Em resumo às vezes: lembramo-nos mal de ontem porque o cérebro não vê razão para guardar com cuidado aquilo que considera banal, irrelevante ou indistinguível. A memória episódica não é um gravador: é mais parecida com um editor — corta, simplifica e, às vezes, deita fora. Mas isto significa também que, quando o sono é pouco ou de má qualidade, a memória sai prejudicada “porque este processo de seleção, ‘limpeza’ e fortalecimento das memórias não se faz.”
Por fim, mesmo quando um evento foi bem codificado e armazenado em memória, podemos ter dificuldade em aceder à informação. “Frequentemente, a recuperação de uma memória específica exige esforço. [Por exemplo:] Quando foi a última vez que estive num museu?” A especialista explica que, nesses casos, há pistas ou estratégias para recordar que podem ser usadas: “Gosto de arte clássica ou contemporânea? Com quem costumo visitar exposições? Foi em Portugal ou fora do país?”
Há boas razões para esquecermos detalhes, sendo a principal a sua função adaptativa, já que permite criar espaço para guardarmos novas memórias. Um dos exemplos mais comuns é a interferência proativa — quando memórias antigas atrapalham as novas. “É o que acontece quando nos lembramos de uma palavra-passe antiga e não conseguimos recordar a nova”, diz Ana Luísa Raposo. Ou quando o hábito de estacionar sempre no mesmo sítio nos faz esquecer onde deixámos o carro desta vez.
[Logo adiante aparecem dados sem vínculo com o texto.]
use clap::{
    builder::{
        styling::{AnsiColor, Effects, Styles},
        ValueParser,
    },
    Arg, ArgAction, ColorChoice, Command,
};

pub fn validator_log_level() -> ValueParser {
    ValueParser::from(move |level: &str| -> std::result::Result<u8, String> {
        if let Ok(parsed) = level.parse::<u8>() {
            // Successfully parsed as a number
            if parsed <= 5 {
                return Ok(parsed);
            }
        }

        match level.to_lowercase().as_str() {
            "error" => Ok(0),
            "warn" => Ok(1),
            "info" => Ok(2),
            "debug" => Ok(3),
            "trace" => Ok(4),
            _ => Err("invalid log level".to_string()),
        }
    })
}

pub fn new() -> Command {
    let styles = Styles::styled()
        .header(AnsiColor::Yellow.on_default() | Effects::BOLD)
        .usage(AnsiColor::Green.on_default() | Effects::BOLD)
        .literal(AnsiColor::Blue.on_default() | Effects::BOLD)
        .placeholder(AnsiColor::Green.on_default());

    Command::new("skyship")
        .about("SkyShip access control, second factor and security audit service")
        .version(env!("CARGO_PKG_VERSION"))
        .color(ColorChoice::Auto)
        .styles(styles)
        .arg(
            Arg::new("port")
                .short('p')
                .long("port")
                .help("Port to listen on")
                .default_value("8080")
                .env("SKYSHIP_PORT")
                .value_parser(clap::value_parser!(u16)),
        )
        .arg(
            Arg::new("policy-store")
                .long("policy-store")
                .help("JSON file holding the persisted access policy (in-memory if omitted)")
                .env("SKYSHIP_POLICY_STORE"),
        )
        .arg(
            Arg::new("security-log-url")
                .long("security-log-url")
                .help("Endpoint receiving a POST for every audit record, example: https://siem.tld/ingest")
                .env("SKYSHIP_SECURITY_LOG_URL"),
        )
        .arg(
            Arg::new("security-log-timeout")
                .long("security-log-timeout")
                .help("Timeout in seconds for forwarding one audit record")
                .default_value("3")
                .env("SKYSHIP_SECURITY_LOG_TIMEOUT")
                .value_parser(clap::value_parser!(u64).range(1..=60)),
        )
        .arg(
            Arg::new("audit-capacity")
                .long("audit-capacity")
                .help("Maximum records kept per audit buffer")
                .default_value("1000")
                .env("SKYSHIP_AUDIT_CAPACITY")
                .value_parser(clap::value_parser!(usize)),
        )
        .arg(
            Arg::new("issuer")
                .long("issuer")
                .help("Issuer shown in authenticator apps")
                .default_value("SkyShip")
                .env("SKYSHIP_ISSUER"),
        )
        .arg(
            Arg::new("trust-proxy-headers")
                .long("trust-proxy-headers")
                .help("Take the client address from x-forwarded-for / x-real-ip")
                .env("SKYSHIP_TRUST_PROXY_HEADERS")
                .action(ArgAction::SetTrue),
        )
        .arg(
            Arg::new("verbosity")
                .short('v')
                .long("verbose")
                .help("Verbosity level: ERROR, WARN, INFO, DEBUG, TRACE (default: ERROR)")
                .env("SKYSHIP_LOG_LEVEL")
                .global(true)
                .action(ArgAction::Count)
                .value_parser(validator_log_level()),
        )
}

#[cfg(test)]
mod tests {
    use super::*;

    #[test]
    fn test_new() {
        let command = new();

        assert_eq!(command.get_name(), "skyship");
        assert_eq!(
            command.get_about().unwrap().to_string(),
            "SkyShip access control, second factor and security audit service"
        );
        assert_eq!(
            command.get_version().unwrap().to_string(),
            env!("CARGO_PKG_VERSION")
        );
    }

    #[test]
    fn test_check_port_and_store() {
        let command = new();
        let matches = command.get_matches_from(vec![
            "skyship",
            "--port",
            "8080",
            "--policy-store",
            "/tmp/skyship.json",
            "--security-log-url",
            "https://siem.tld/ingest",
        ]);

        assert_eq!(matches.get_one::<u16>("port").map(|s| *s), Some(8080));
        assert_eq!(
            matches
                .get_one::<String>("policy-store")
                .map(|s| s.to_string()),
            Some("/tmp/skyship.json".to_string())
        );
        assert_eq!(
            matches
                .get_one::<String>("security-log-url")
                .map(|s| s.to_string()),
            Some("https://siem.tld/ingest".to_string())
        );
        assert_eq!(
            matches.get_one::<u64>("security-log-timeout").map(|s| *s),
            Some(3)
        );
        assert!(!matches.get_flag("trust-proxy-headers"));
    }

    #[test]
    fn test_rejects_out_of_range_timeout() {
        let result = new().try_get_matches_from(vec!["skyship", "--security-log-timeout", "0"]);
        assert!(result.is_err());
    }

    #[test]
    fn test_check_env() {
        temp_env::with_vars(
            [
                ("SKYSHIP_PORT", Some("443")),
                ("SKYSHIP_POLICY_STORE", Some("/etc/skyship/store.json")),
                ("SKYSHIP_AUDIT_CAPACITY", Some("50")),
                ("SKYSHIP_ISSUER", Some("SkyShip QA")),
                ("SKYSHIP_TRUST_PROXY_HEADERS", Some("true")),
                ("SKYSHIP_LOG_LEVEL", Some("info")),
            ],
            || {
                let command = new();
                let matches = command.get_matches_from(vec!["skyship"]);
                assert_eq!(matches.get_one::<u16>("port").map(|s| *s), Some(443));
                assert_eq!(
                    matches
                        .get_one::<String>("policy-store")
                        .map(|s| s.to_string()),
                    Some("/etc/skyship/store.json".to_string())
                );
                assert_eq!(
                    matches.get_one::<usize>("audit-capacity").map(|s| *s),
                    Some(50)
                );
                assert_eq!(
                    matches.get_one::<String>("issuer").map(|s| s.to_string()),
                    Some("SkyShip QA".to_string())
                );
                assert!(matches.get_flag("trust-proxy-headers"));
                assert_eq!(matches.get_one::<u8>("verbosity").map(|s| *s), Some(2));
            },
        );
    }

    #[test]
    fn test_check_log_level_env() {
        // loop cover all possible value_parse
        let levels = vec!["error", "warn", "info", "debug", "trace"];
        for (index, &level) in levels.iter().enumerate() {
            temp_env::with_vars([("SKYSHIP_LOG_LEVEL", Some(level))], || {
                let command = new();
                let matches = command.get_matches_from(vec!["skyship"]);
                assert_eq!(
                    matches.get_one::<u8>("verbosity").map(|s| *s),
                    Some(index as u8)
                );
            });
        }
    }

    #[test]
    fn test_check_log_level_verbosity() {
        // loop cover all possible value_parse
        let levels = vec!["error", "warn", "info", "debug", "trace"];
        for (index, _) in levels.iter().enumerate() {
            temp_env::with_vars([("SKYSHIP_LOG_LEVEL", None::<String>)], || {
                let mut args = vec!["skyship".to_string()];

                // Add the appropriate number of "-v" flags based on the index
                if index > 0 {
                    let v = format!("-{}", "v".repeat(index));
                    args.push(v);
                }

                let command = new();

                let matches = command.get_matches_from(args);

                assert_eq!(
                    matches.get_one::<u8>("verbosity").map(|s| *s),
                    Some(index as u8)
                );
            });
        }
    }
}
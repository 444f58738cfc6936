use anyhow::Result;
use skyship::cli::{actions, actions::Action, start};

// Main function
#[tokio::main]
async fn main() -> Result<()> {
    // Start the program
    let (action, globals) = start()?;

    // Handle the action
    match action {
        Action::Server { .. } => actions::server::handle(action, &globals).await?,
    }

    Ok(())
}
//! Shared server state: the security core plus the enrollment registry.

use crate::cli::globals::GlobalArgs;
use crate::security::{
    AccessGate, AuditLog, AuditSink, AuthenticatorCodeService, BackupCodeSet, Clock, FileStore,
    HttpAuditSink, KeyValueStore, LoginGuard, MemoryStore, NoopAuditSink, SystemClock,
};
use anyhow::{Context, Result};
use secrecy::SecretString;
use std::collections::HashMap;
use std::sync::Arc;
use tokio::sync::Mutex;
use tracing::info;

/// MFA material for one account. Lives only in memory.
#[derive(Debug)]
pub struct Enrollment {
    pub secret: SecretString,
    pub backup_codes: BackupCodeSet,
}

#[derive(Debug, Default)]
pub struct EnrollmentRegistry {
    entries: Mutex<HashMap<String, Enrollment>>,
}

impl EnrollmentRegistry {
    /// Replaces any previous enrollment for `email`.
    pub async fn insert(&self, email: &str, enrollment: Enrollment) {
        self.entries.lock().await.insert(email.to_string(), enrollment);
    }

    /// Run `f` against the enrollment for `email`, if any.
    pub async fn with_enrollment<T>(
        &self,
        email: &str,
        f: impl FnOnce(&mut Enrollment) -> T,
    ) -> Option<T> {
        let mut entries = self.entries.lock().await;
        entries.get_mut(email).map(f)
    }

    pub async fn len(&self) -> usize {
        self.entries.lock().await.len()
    }
}

pub struct AppState {
    pub gate: Arc<AccessGate>,
    pub audit: Arc<AuditLog>,
    pub guard: LoginGuard,
    pub enrollments: EnrollmentRegistry,
    pub clock: Arc<dyn Clock>,
    pub trust_proxy_headers: bool,
}

impl std::fmt::Debug for AppState {
    fn fmt(&self, f: &mut std::fmt::Formatter<'_>) -> std::fmt::Result {
        f.debug_struct("AppState")
            .field("gate", &self.gate)
            .field("audit", &self.audit)
            .field("trust_proxy_headers", &self.trust_proxy_headers)
            .finish_non_exhaustive()
    }
}

impl AppState {
    /// Assemble state from explicit parts. Used by tests and by [`Self::from_globals`].
    #[must_use]
    pub fn new(
        gate: AccessGate,
        audit: AuditLog,
        codes: AuthenticatorCodeService,
        clock: Arc<dyn Clock>,
        trust_proxy_headers: bool,
    ) -> Self {
        let audit = Arc::new(audit);
        Self {
            gate: Arc::new(gate),
            guard: LoginGuard::new(codes, audit.clone()),
            audit,
            enrollments: EnrollmentRegistry::default(),
            clock,
            trust_proxy_headers,
        }
    }

    /// Build state from command line configuration.
    ///
    /// # Errors
    /// Returns an error if the security log client cannot be created.
    pub fn from_globals(globals: &GlobalArgs) -> Result<Self> {
        let store: Arc<dyn KeyValueStore> = match &globals.policy_store {
            Some(path) => {
                info!("Access policy store: {}", path.display());
                Arc::new(FileStore::new(path))
            }
            None => {
                info!("Access policy store: in-memory");
                Arc::new(MemoryStore::new())
            }
        };

        let sink: Arc<dyn AuditSink> = match &globals.security_log_url {
            Some(url) => {
                info!("Forwarding audit records to {url}");
                Arc::new(
                    HttpAuditSink::new(url.clone(), globals.security_log_timeout)
                        .context("Failed to build security log client")?,
                )
            }
            None => Arc::new(NoopAuditSink),
        };

        let clock: Arc<dyn Clock> = Arc::new(SystemClock);
        let audit = AuditLog::new(globals.audit_capacity, clock.clone(), sink);

        Ok(Self::new(
            AccessGate::with_store(store),
            audit,
            AuthenticatorCodeService::new(globals.issuer.clone()),
            clock,
            globals.trust_proxy_headers,
        ))
    }
}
Neste caso, esquecer as informações mais antigas é bom: uma forma de manter a memória eficiente, evitando que dados semelhantes, mas desnecessários e desatualizados, atrapalhem o acesso à informação atual.
Por outro lado, há esquecimentos que servem para proteger. “Como nos sentiríamos se nos lembrássemos de cada pormenor das situações negativas que vivemos?”. É aqui que entra o chamado esquecimento dirigido — um processo ativo em que o cérebro tenta enfraquecer ou suprimir memórias dolorosas. Ao contrário do esquecimento passivo, este é intencional e ajuda-nos a seguir em frente sem ficarmos presos a recordações que magoam.